Other useful detergency builders include the ether hydroxypolycarboxylates, copolymers of maleic anhydride with ethylene or vinyl methyl ether, 1, 3, 5-trihydroxy benzene-2, 4, 6-trisulphonic acid, and carboxymethyloxysuccinic acid, the various alkali metal, ammonium and substituted ammonium salts of polyacetic acids such as ethylenediaminetetraacetic acid and nitrilotriacetic acid, as well as polycarboxylates such as mellitic acid, succinic acid, oxydisuccinic acid, polymaleic acid, benzene 1,3,5-tricarboxylic acid, carboxymethyloxysuccinic acid, and soluble salts thereof.

Citrate builders, e.g., citric acid and soluble salts thereof (particularly sodium salt), are polycarboxylate builders of particular importance for heavy duty laundry detergent and automatic dishwashing formulations due to their availability from renewable resources and their biodegradability. Citrates can also be used in combination with zeolite, the aforementioned BRITESIL types, and/or layered silicate builders. Oxydisuccinates are also useful in such compositions and combinations.

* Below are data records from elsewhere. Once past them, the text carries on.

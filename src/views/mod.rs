//! View composition: tool views (1:1 passthrough) and custom views
//! (declarative multi-call plans).

pub mod builtin;
pub mod runner;
pub mod template;

pub use runner::{run_view, ViewMeta, ViewResult};
pub use template::{JsonViewDef, TemplatePlanner};

use crate::tools::ToolRegistry;
use crate::types::{Error, Result};
use serde::{Deserialize, Serialize};
use serde_json::{json, Map, Value};
use std::collections::BTreeMap;
use std::path::Path;
use std::sync::Arc;

// =============================================================================
// Plan steps
// =============================================================================

/// One call in a custom view's plan.
#[derive(Debug, Clone, PartialEq, Serialize, Deserialize)]
pub struct PlanStep {
    /// Result key; defaults to the tool name.
    #[serde(default)]
    pub key: Option<String>,
    #[serde(default)]
    pub tool: String,
    /// Must be an object; anything else is reported and replaced by `{}`.
    #[serde(default = "empty_object")]
    pub args: Value,
}

fn empty_object() -> Value {
    Value::Object(Map::new())
}

impl PlanStep {
    pub fn new(key: impl Into<String>, tool: impl Into<String>, args: Value) -> Self {
        Self {
            key: Some(key.into()),
            tool: tool.into(),
            args,
        }
    }

    pub fn result_key(&self) -> String {
        match &self.key {
            Some(k) if !k.is_empty() => k.clone(),
            _ if !self.tool.is_empty() => self.tool.clone(),
            _ => "result".to_string(),
        }
    }
}

/// Builds a plan from caller params. Steps must not depend on each other.
pub trait ViewPlanner: Send + Sync {
    fn plan(&self, params: &Map<String, Value>) -> Result<Vec<PlanStep>>;
}

// =============================================================================
// View spec
// =============================================================================

#[derive(Debug, Clone, Copy, PartialEq, Eq, Serialize, Deserialize)]
#[serde(rename_all = "snake_case")]
pub enum ViewKind {
    ToolView,
    CustomView,
}

#[derive(Clone)]
pub struct ViewSpec {
    pub name: String,
    pub kind: ViewKind,
    pub description: String,
    pub params_schema: Value,
    pub planner: Option<Arc<dyn ViewPlanner>>,
    validator: Option<Arc<jsonschema::Validator>>,
}

impl std::fmt::Debug for ViewSpec {
    fn fmt(&self, f: &mut std::fmt::Formatter<'_>) -> std::fmt::Result {
        f.debug_struct("ViewSpec")
            .field("name", &self.name)
            .field("kind", &self.kind)
            .field("has_planner", &self.planner.is_some())
            .finish_non_exhaustive()
    }
}

pub fn empty_params_schema() -> Value {
    json!({"type": "object", "properties": {}, "required": []})
}

impl ViewSpec {
    pub fn tool_view(name: impl Into<String>, description: impl Into<String>, params_schema: Value) -> Self {
        Self {
            name: name.into(),
            kind: ViewKind::ToolView,
            description: description.into(),
            params_schema,
            planner: None,
            validator: None,
        }
    }

    /// A custom view. The params schema must compile as a JSON schema.
    pub fn custom(
        name: impl Into<String>,
        description: impl Into<String>,
        params_schema: Value,
        planner: Arc<dyn ViewPlanner>,
    ) -> Result<Self> {
        let name = name.into();
        let params_schema = if params_schema.is_object() {
            params_schema
        } else {
            empty_params_schema()
        };
        let validator = jsonschema::validator_for(&params_schema).map_err(|e| {
            Error::config(format!("invalid params_schema for view {}: {}", name, e))
        })?;
        Ok(Self {
            name,
            kind: ViewKind::CustomView,
            description: description.into(),
            params_schema,
            planner: Some(planner),
            validator: Some(Arc::new(validator)),
        })
    }

    /// Messages for params that do not satisfy the schema. Advisory only.
    pub fn schema_warnings(&self, params: &Map<String, Value>) -> Vec<String> {
        let Some(validator) = &self.validator else {
            return Vec::new();
        };
        let instance = Value::Object(params.clone());
        validator
            .iter_errors(&instance)
            .map(|e| format!("params do not match schema: {}", e))
            .collect()
    }

    /// `{name, kind, description, params_schema}`.
    pub fn descriptor(&self) -> Value {
        json!({
            "name": self.name,
            "kind": self.kind,
            "description": self.description,
            "params_schema": self.params_schema,
        })
    }
}

// =============================================================================
// Catalogue
// =============================================================================

/// Every view the service exposes, keyed by name.
#[derive(Debug, Default)]
pub struct ViewCatalog {
    views: BTreeMap<String, ViewSpec>,
}

impl ViewCatalog {
    /// Registry tools become tool views; custom views override same-named ones.
    pub fn build(registry: &ToolRegistry, custom: Vec<ViewSpec>) -> Self {
        let mut views = BTreeMap::new();
        for tool in registry.descriptors() {
            views.insert(
                tool.name.clone(),
                ViewSpec::tool_view(&tool.name, &tool.description, tool.raw_parameters.clone()),
            );
        }
        for spec in custom {
            views.insert(spec.name.clone(), spec);
        }
        Self { views }
    }

    pub fn get(&self, name: &str) -> Option<&ViewSpec> {
        self.views.get(name)
    }

    /// Sorted view names.
    pub fn names(&self) -> Vec<String> {
        self.views.keys().cloned().collect()
    }

    pub fn len(&self) -> usize {
        self.views.len()
    }

    pub fn is_empty(&self) -> bool {
        self.views.is_empty()
    }
}

/// Built-in custom views plus JSON view files, rejecting duplicate names.
pub fn discover_custom_views(views_dir: Option<&Path>) -> Result<Vec<ViewSpec>> {
    let mut specs = builtin::builtin_views()?;
    if let Some(dir) = views_dir {
        specs.extend(template::load_json_views(dir)?);
    }

    let mut seen = std::collections::HashSet::new();
    for spec in &specs {
        if !seen.insert(spec.name.as_str()) {
            return Err(Error::config(format!("Duplicate view name: {:?}", spec.name)));
        }
    }
    Ok(specs)
}

#[cfg(test)]
mod tests {
    use super::*;

    struct Fixed(Vec<PlanStep>);

    impl ViewPlanner for Fixed {
        fn plan(&self, _params: &Map<String, Value>) -> Result<Vec<PlanStep>> {
            Ok(self.0.clone())
        }
    }

    const MANIFEST: &str = r#"[
        {"function": {"name": "stock_zh_a_hist", "description": "日线",
            "parameters": {"properties": {"symbol": {"type": "string"}}, "required": ["symbol"]}}},
        {"function": {"name": "stock_info_a_code_name"}}
    ]"#;

    #[test]
    fn test_result_key_defaults() {
        assert_eq!(PlanStep::new("k", "t", json!({})).result_key(), "k");
        let step: PlanStep = serde_json::from_value(json!({"tool": "t"})).unwrap();
        assert_eq!(step.result_key(), "t");
        assert_eq!(step.args, json!({}));
        let step: PlanStep = serde_json::from_value(json!({})).unwrap();
        assert_eq!(step.result_key(), "result");
    }

    #[test]
    fn test_catalog_merges_and_overrides() {
        let registry = ToolRegistry::from_json(MANIFEST).unwrap();
        let custom = ViewSpec::custom(
            "stock_info_a_code_name",
            "override",
            json!({"type": "object"}),
            Arc::new(Fixed(vec![])),
        )
        .unwrap();
        let catalog = ViewCatalog::build(&registry, vec![custom]);
        assert_eq!(catalog.names(), vec!["stock_info_a_code_name", "stock_zh_a_hist"]);
        assert_eq!(
            catalog.get("stock_info_a_code_name").unwrap().kind,
            ViewKind::CustomView
        );
        let hist = catalog.get("stock_zh_a_hist").unwrap();
        assert_eq!(hist.descriptor()["kind"], "tool_view");
        assert_eq!(hist.descriptor()["params_schema"]["required"], json!(["symbol"]));
    }

    #[test]
    fn test_invalid_schema_rejected() {
        let err = ViewSpec::custom(
            "bad",
            "",
            json!({"type": "not-a-type"}),
            Arc::new(Fixed(vec![])),
        )
        .unwrap_err();
        assert!(matches!(err, Error::Config(_)));
    }

    #[test]
    fn test_schema_warnings() {
        let spec = ViewSpec::custom(
            "v",
            "",
            json!({"type": "object", "properties": {"symbol": {"type": "string"}}, "required": ["symbol"]}),
            Arc::new(Fixed(vec![])),
        )
        .unwrap();
        assert!(spec.schema_warnings(&Map::new())[0].contains("params do not match schema"));
        let ok = json!({"symbol": "000001"});
        assert!(spec.schema_warnings(ok.as_object().unwrap()).is_empty());
    }

    #[test]
    fn test_builtins_have_unique_names() {
        let specs = discover_custom_views(None).unwrap();
        assert!(!specs.is_empty());
        assert!(specs.iter().all(|s| s.kind == ViewKind::CustomView));
    }

    #[test]
    fn test_duplicate_json_view_rejected() {
        let dir = tempfile::tempdir().unwrap();
        let name = &builtin::builtin_views().unwrap()[0].name;
        std::fs::write(
            dir.path().join("dup.json"),
            json!({"view_name": name, "steps": []}).to_string(),
        )
        .unwrap();
        let err = discover_custom_views(Some(dir.path())).unwrap_err();
        assert!(err.to_string().contains("Duplicate view name"));
    }
}
//! Run identifiers.

use serde::{Deserialize, Serialize};
use std::fmt;

/// Identifies one view run in logs and in the result's `meta`.
#[derive(Debug, Clone, PartialEq, Eq, Hash, Serialize, Deserialize)]
#[serde(transparent)]
pub struct RunId(String);

impl RunId {
    pub fn new() -> Self {
        Self(uuid::Uuid::new_v4().to_string())
    }

    pub fn from_string(s: String) -> Result<Self, &'static str> {
        if s.trim().is_empty() {
            return Err("RunId cannot be empty");
        }
        Ok(Self(s))
    }

    pub fn as_str(&self) -> &str {
        &self.0
    }
}

impl Default for RunId {
    fn default() -> Self {
        Self::new()
    }
}

impl fmt::Display for RunId {
    fn fmt(&self, f: &mut fmt::Formatter<'_>) -> fmt::Result {
        f.write_str(&self.0)
    }
}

Also suitable in the detergent compositions of the present invention are the 3,3-dicarboxy-4-oxa-1,6-hexanedionates and the related compounds disclosed in U.S. Pat. No. 4,566,984, Bush, issued Jan. 28, 1986. Useful succinic acid builders include the C₅-C₂₀ alkyl and alkenyl succinic acids and salts thereof. A particularly preferred compound of this type is dodecenylsuccinic acid. Specific examples of succinate builders include: laurylsuccinate, myristylsuccinate, palmitylsuccinate, 2-dodecenylsuccinate (preferred), 2-pentadecenylsuccinate, and the like. Laurylsuccinates are the preferred builders of this group, and are described in European Patent Application 86200690.5/0,200,263, published Nov. 5, 1986.

Other suitable polycarboxylates are disclosed in U.S. Pat. No. 4,144,226, Crutchfield et al, issued Mar. 13, 1979 and in U.S. Pat. No. 3,308,067, Diehl, issued Mar. 7, 1967. See also U.S. Pat. No. 3,723,322.

Fatty acids, e.g., C₁₂-C₁₈ monocarboxylic acids, may also be incorporated into the compositions alone, or in combination with the aforesaid builders, especially citrate and/or the succinate builders, to provide additional builder activity but are generally not desired. Such use of fatty acids will generally result in a diminution of sudsing in laundry compositions, which may need to be taken into account by the formulator. Fatty acids or their salts are undesirable in Automatic Dishwashing (ADD) embodiments in situations wherein soap scums can form and be deposited on dishware.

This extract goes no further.